Please find the lines in the following records that hold "produced", and copy them.

Dataset entries:
____
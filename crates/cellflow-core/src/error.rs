//! Common error type definitions.

use strum::{AsRefStr, IntoStaticStr};
use thiserror::Error;

use crate::value::DataTypeId;

/// Type alias for boxed dynamic errors that can be sent across threads.
///
/// Used as the source of converter, generator and node-body failures, which
/// are implemented outside of this crate.
pub type BoxedError = Box<dyn std::error::Error + Send + Sync>;

/// Type alias for Results with our custom Error type.
pub type Result<T> = std::result::Result<T, Error>;

/// Categories of errors that can occur in cellflow-core operations.
#[derive(Debug, Clone, Copy, PartialEq, Eq, AsRefStr, IntoStaticStr)]
#[strum(serialize_all = "snake_case")]
pub enum ErrorKind {
    /// A data type was registered twice.
    DuplicateType,
    /// A converter was registered twice for the same type pair.
    DuplicateConverter,
    /// A data type id is not registered.
    UnknownType,
    /// No single-step conversion exists between two types.
    NoConversionPath,
    /// A registered converter failed or broke its contract.
    Conversion,
    /// A row index is outside of a table.
    RowOutOfRange,
    /// Table persistence failed.
    StorageIo,
    /// Serialization/deserialization error.
    Serialization,
}

/// Errors raised by the data model, the type registry and table storage.
#[derive(Debug, Error)]
pub enum Error {
    /// A data type id was registered twice.
    #[error("data type '{type_id}' is already registered")]
    DuplicateType {
        /// The offending type id.
        type_id: DataTypeId,
    },

    /// An explicit converter already exists for the ordered type pair.
    #[error("a converter from '{from}' to '{to}' is already registered")]
    DuplicateConverter {
        /// Source type of the converter.
        from: DataTypeId,
        /// Target type of the converter.
        to: DataTypeId,
    },

    /// A data type id is not known to the registry.
    #[error("data type '{type_id}' is not registered")]
    UnknownType {
        /// The unknown type id.
        type_id: DataTypeId,
    },

    /// Neither subtyping nor a direct converter connects the two types.
    #[error("no conversion from '{from}' to '{to}'")]
    NoConversionPath {
        /// Type of the value being converted.
        from: DataTypeId,
        /// Requested target type.
        to: DataTypeId,
    },

    /// A registered converter returned an error.
    #[error("converter from '{from}' to '{to}' failed")]
    ConverterFailed {
        /// Source type of the converter.
        from: DataTypeId,
        /// Target type of the converter.
        to: DataTypeId,
        /// Converter error.
        #[source]
        source: BoxedError,
    },

    /// A registered converter produced a value of the wrong type.
    #[error("converter from '{from}' to '{to}' produced a value of type '{actual}'")]
    ConverterOutputMismatch {
        /// Source type of the converter.
        from: DataTypeId,
        /// Requested target type.
        to: DataTypeId,
        /// Type the converter actually returned.
        actual: DataTypeId,
    },

    /// A row index is not present in a table.
    #[error("row {index} is out of range for slot '{slot}' with {row_count} rows")]
    RowOutOfRange {
        /// Slot the table belongs to.
        slot: String,
        /// Requested index.
        index: usize,
        /// Number of rows in the table.
        row_count: usize,
    },

    /// Persisting or restoring a table failed; nothing was written or read.
    #[error("storage error at '{location}': {message}")]
    StorageIo {
        /// Storage location involved.
        location: String,
        /// Human-readable summary.
        message: String,
        /// Underlying failure, if any.
        #[source]
        source: Option<BoxedError>,
    },

    /// Serialization/deserialization error.
    #[error("serialization error: {0}")]
    Serialization(#[from] serde_json::Error),
}

impl Error {
    /// Creates a storage error without an underlying source.
    pub fn storage(location: impl Into<String>, message: impl Into<String>) -> Self {
        Self::StorageIo {
            location: location.into(),
            message: message.into(),
            source: None,
        }
    }

    /// Creates a storage error wrapping an underlying failure.
    pub fn storage_with_source(
        location: impl Into<String>,
        message: impl Into<String>,
        source: impl std::error::Error + Send + Sync + 'static,
    ) -> Self {
        Self::StorageIo {
            location: location.into(),
            message: message.into(),
            source: Some(Box::new(source)),
        }
    }

    /// Returns the error kind.
    pub fn kind(&self) -> ErrorKind {
        match self {
            Self::DuplicateType { .. } => ErrorKind::DuplicateType,
            Self::DuplicateConverter { .. } => ErrorKind::DuplicateConverter,
            Self::UnknownType { .. } => ErrorKind::UnknownType,
            Self::NoConversionPath { .. } => ErrorKind::NoConversionPath,
            Self::ConverterFailed { .. } | Self::ConverterOutputMismatch { .. } => {
                ErrorKind::Conversion
            }
            Self::RowOutOfRange { .. } => ErrorKind::RowOutOfRange,
            Self::StorageIo { .. } => ErrorKind::StorageIo,
            Self::Serialization(_) => ErrorKind::Serialization,
        }
    }

    /// Returns the error kind as a string.
    pub fn kind_str(&self) -> &'static str {
        self.kind().into()
    }

    /// Returns whether this is a structural mistake in the pipeline definition.
    ///
    /// Structural errors are never retried and should be surfaced to whoever
    /// authored the pipeline.
    pub fn is_structural(&self) -> bool {
        matches!(
            self.kind(),
            ErrorKind::DuplicateType
                | ErrorKind::DuplicateConverter
                | ErrorKind::UnknownType
                | ErrorKind::NoConversionPath
        )
    }
}

#[cfg(test)]
mod tests {
    use super::*;

    #[test]
    fn test_error_messages_carry_identifiers() {
        let error = Error::NoConversionPath {
            from: "image".into(),
            to: "table".into(),
        };

        assert_eq!(error.to_string(), "no conversion from 'image' to 'table'");
        assert_eq!(error.kind_str(), "no_conversion_path");
        assert!(error.is_structural());
    }

    #[test]
    fn test_storage_error_is_not_structural() {
        let error = Error::storage("/tmp/out", "manifest missing");

        assert_eq!(error.kind(), ErrorKind::StorageIo);
        assert!(!error.is_structural());
    }
}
____
→ REPLY TO THE TASK
    /// A registered converter produced a value of the wrong type.
    #[error("converter from '{from}' to '{to}' produced a value of type '{actual}'")]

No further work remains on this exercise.